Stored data
+ + + +

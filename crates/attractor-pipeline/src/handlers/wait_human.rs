//! WaitHumanHandler — pauses pipeline execution for human input.

use std::path::Path;
use std::sync::Arc;

use async_trait::async_trait;

use attractor_types::{Context, Outcome, Result, StageStatus};

use crate::graph::{PipelineGraph, PipelineNode};
use crate::handler::NodeHandler;
use crate::interviewer::{Interviewer, Question};

pub struct WaitHumanHandler {
    interviewer: Arc<dyn Interviewer>,
}

impl WaitHumanHandler {
    pub fn new(interviewer: Arc<dyn Interviewer>) -> Self {
        Self { interviewer }
    }
}

#[async_trait]
impl NodeHandler for WaitHumanHandler {
    fn handler_type(&self) -> &str {
        "wait.human"
    }

    async fn execute(
        &self,
        node: &PipelineNode,
        _ctx: &Context,
        graph: &PipelineGraph,
        _logs_root: &Path,
    ) -> Result<Outcome> {
        let edges = graph.outgoing_edges(&node.id);
        let choices: Vec<String> = edges.iter().filter_map(|e| e.label.clone()).collect();

        let prompt = node.prompt.clone().unwrap_or_else(|| node.label.clone());

        let question = Question {
            prompt,
            choices: if choices.is_empty() {
                vec!["Continue".into()]
            } else {
                choices
            },
            default: None,
            timeout: node.timeout,
        };

        let answer = self.interviewer.ask(&question).await?;

        // The human's choice is expressed as an edge preference, not a
        // preferred_label — edge selection only consults suggested_next_ids.
        let suggested_next_ids = edges
            .iter()
            .find(|e| e.label.as_deref() == Some(answer.choice.as_str()))
            .map(|e| vec![e.to.clone()])
            .unwrap_or_default();

        Ok(Outcome {
            status: StageStatus::Success,
            suggested_next_ids,
            notes: format!("Human responded: {}", answer.choice),
            ..Default::default()
        })
    }
}

#[cfg(test)]
mod tests {
    use super::*;
    use crate::interviewer::{Answer, RecordingInterviewer};
    use indexmap::IndexMap;

    fn make_node(id: &str, label: &str, prompt: Option<&str>) -> PipelineNode {
        PipelineNode {
            id: id.to_string(),
            label: label.to_string(),
            shape: "hexagon".to_string(),
            node_type: Some("wait.human".to_string()),
            prompt: prompt.map(String::from),
            goal_gate: false,
            retry_target: None,
            fallback_retry_target: None,
            fidelity: None,
            thread_id: None,
            classes: Vec::new(),
            timeout: None,
            llm_model: None,
            llm_provider: None,
            reasoning_effort: None,
            auto_status: true,
            allow_partial: false,
            max_attempts: None,
            backoff_base: None,
            backoff_multiplier: None,
            backoff_max: None,
            retry_on_fail: false,
            join_policy: None,
            error_policy: None,
            max_parallel: None,
            join_k: None,
            raw_attrs: IndexMap::new(),
        }
    }

    fn make_graph_with_labeled_edges(node_id: &str, labels: &[&str]) -> PipelineGraph {
        let mut dot = String::from("digraph G {\n");
        dot.push_str(&format!("  {} [shape=\"hexagon\"]\n", node_id));
        for (i, label) in labels.iter().enumerate() {
            let target = format!("target_{}", i);
            dot.push_str(&format!("  {} [shape=\"box\"]\n", target));
            dot.push_str(&format!("  {} -> {} [label=\"{}\"]\n", node_id, target, label));
        }
        dot.push_str("}\n");
        let parsed = attractor_dot::parse(&dot).unwrap();
        PipelineGraph::from_dot(parsed).unwrap()
    }

    #[tokio::test]
    async fn derives_choices_from_edges() {
        let answers = vec![Answer {
            choice: "Approve".into(),
            custom_text: None,
        }];
        let interviewer = Arc::new(RecordingInterviewer::new(answers));
        let handler = WaitHumanHandler::new(interviewer.clone());

        let node = make_node("review", "Review Step", Some("Please review"));
        let graph = make_graph_with_labeled_edges("review", &["Approve", "Reject"]);

        let ctx = Context::default();
        let outcome = handler
            .execute(&node, &ctx, &graph, &std::env::temp_dir())
            .await
            .unwrap();

        assert_eq!(outcome.status, StageStatus::Success);
        assert_eq!(outcome.suggested_next_ids, vec!["target_0".to_string()]);
        assert!(outcome.notes.contains("Approve"));

        let questions = interviewer.questions();
        assert_eq!(questions.len(), 1);
        assert_eq!(questions[0].prompt, "Please review");
        assert!(questions[0].choices.contains(&"Approve".to_string()));
        assert!(questions[0].choices.contains(&"Reject".to_string()));
    }

    #[tokio::test]
    async fn returns_suggested_next_id_from_answer() {
        let answers = vec![Answer {
            choice: "Reject".into(),
            custom_text: Some("Not ready".into()),
        }];
        let interviewer = Arc::new(RecordingInterviewer::new(answers));
        let handler = WaitHumanHandler::new(interviewer);

        let node = make_node("gate", "Gate", None);
        let graph = make_graph_with_labeled_edges("gate", &["Approve", "Reject"]);

        let ctx = Context::default();
        let outcome = handler
            .execute(&node, &ctx, &graph, &std::env::temp_dir())
            .await
            .unwrap();

        assert_eq!(outcome.suggested_next_ids, vec!["target_1".to_string()]);
    }

    #[tokio::test]
    async fn uses_continue_when_no_edge_labels() {
        let answers = vec![Answer {
            choice: "Continue".into(),
            custom_text: None,
        }];
        let interviewer = Arc::new(RecordingInterviewer::new(answers));
        let handler = WaitHumanHandler::new(interviewer.clone());

        let dot = r#"digraph G {
            gate [shape="hexagon"]
            next [shape="box"]
            gate -> next
        }"#;
        let parsed = attractor_dot::parse(dot).unwrap();
        let graph = PipelineGraph::from_dot(parsed).unwrap();

        let node = make_node("gate", "Gate", None);
        let ctx = Context::default();
        let outcome = handler
            .execute(&node, &ctx, &graph, &std::env::temp_dir())
            .await
            .unwrap();

        // No edge carries the label "Continue", so there is nothing to
        // suggest — edge selection falls back to the lone unconditional edge.
        assert!(outcome.suggested_next_ids.is_empty());

        let questions = interviewer.questions();
        assert_eq!(questions[0].choices, vec!["Continue".to_string()]);
    }

    #[tokio::test]
    async fn uses_label_as_prompt_fallback() {
        let answers = vec![Answer {
            choice: "OK".into(),
            custom_text: None,
        }];
        let interviewer = Arc::new(RecordingInterviewer::new(answers));
        let handler = WaitHumanHandler::new(interviewer.clone());

        let node = make_node("confirm", "Confirm Deployment", None);
        let graph = make_graph_with_labeled_edges("confirm", &["OK"]);

        let ctx = Context::default();
        handler
            .execute(&node, &ctx, &graph, &std::env::temp_dir())
            .await
            .unwrap();

        let questions = interviewer.questions();
        assert_eq!(questions[0].prompt, "Confirm Deployment");
    }
}
use std::path::Path;

use async_trait::async_trait;
use serde_json::json;

use crate::environment::{ExecutionEnvironment, GrepOptions};
use crate::tool::{Tool, ToolDefinition};
use crate::truncation::{truncate_output, TruncationMode};

const MAX_OUTPUT_CHARS: usize = 20_000;

pub struct GrepTool;

#[async_trait]
impl Tool for GrepTool {
    fn definition(&self) -> ToolDefinition {
        ToolDefinition {
            name: "grep".to_string(),
            description: "Search file contents using a regex pattern.".to_string(),
            parameters: json!({
                "type": "object",
                "required": ["pattern"],
                "properties": {
                    "pattern": {
                        "type": "string",
                        "description": "Regex pattern to search for"
                    },
                    "path": {
                        "type": "string",
                        "description": "Path to search in (defaults to working directory)"
                    },
                    "case_insensitive": {
                        "type": "boolean",
                        "description": "Case insensitive search (default: false)"
                    }
                }
            }),
        }
    }

    async fn execute(
        &self,
        arguments: serde_json::Value,
        env: &dyn ExecutionEnvironment,
    ) -> attractor_types::Result<String> {
        let pattern = arguments
            .get("pattern")
            .and_then(|v| v.as_str())
            .ok_or_else(|| attractor_types::AttractorError::ToolError {
                tool: "grep".into(),
                message: "pattern is required".into(),
            })?;

        let path = arguments
            .get("path")
            .and_then(|v| v.as_str())
            .map(Path::new)
            .unwrap_or_else(|| env.working_directory());

        let case_insensitive = arguments
            .get("case_insensitive")
            .and_then(|v| v.as_bool())
            .unwrap_or(false);

        let options = GrepOptions {
            case_insensitive,
            include_line_numbers: true,
            ..Default::default()
        };

        let output = env.grep(pattern, path, &options).await?;
        Ok(truncate_output(&output, MAX_OUTPUT_CHARS, TruncationMode::Tail))
    }
}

+ + + +

**Task statement:** Whenever a line in the data holds "ExecutionEnvironment", copy that line.

**Worked solution:**
use crate::environment::{ExecutionEnvironment, GrepOptions};
        env: &dyn ExecutionEnvironment,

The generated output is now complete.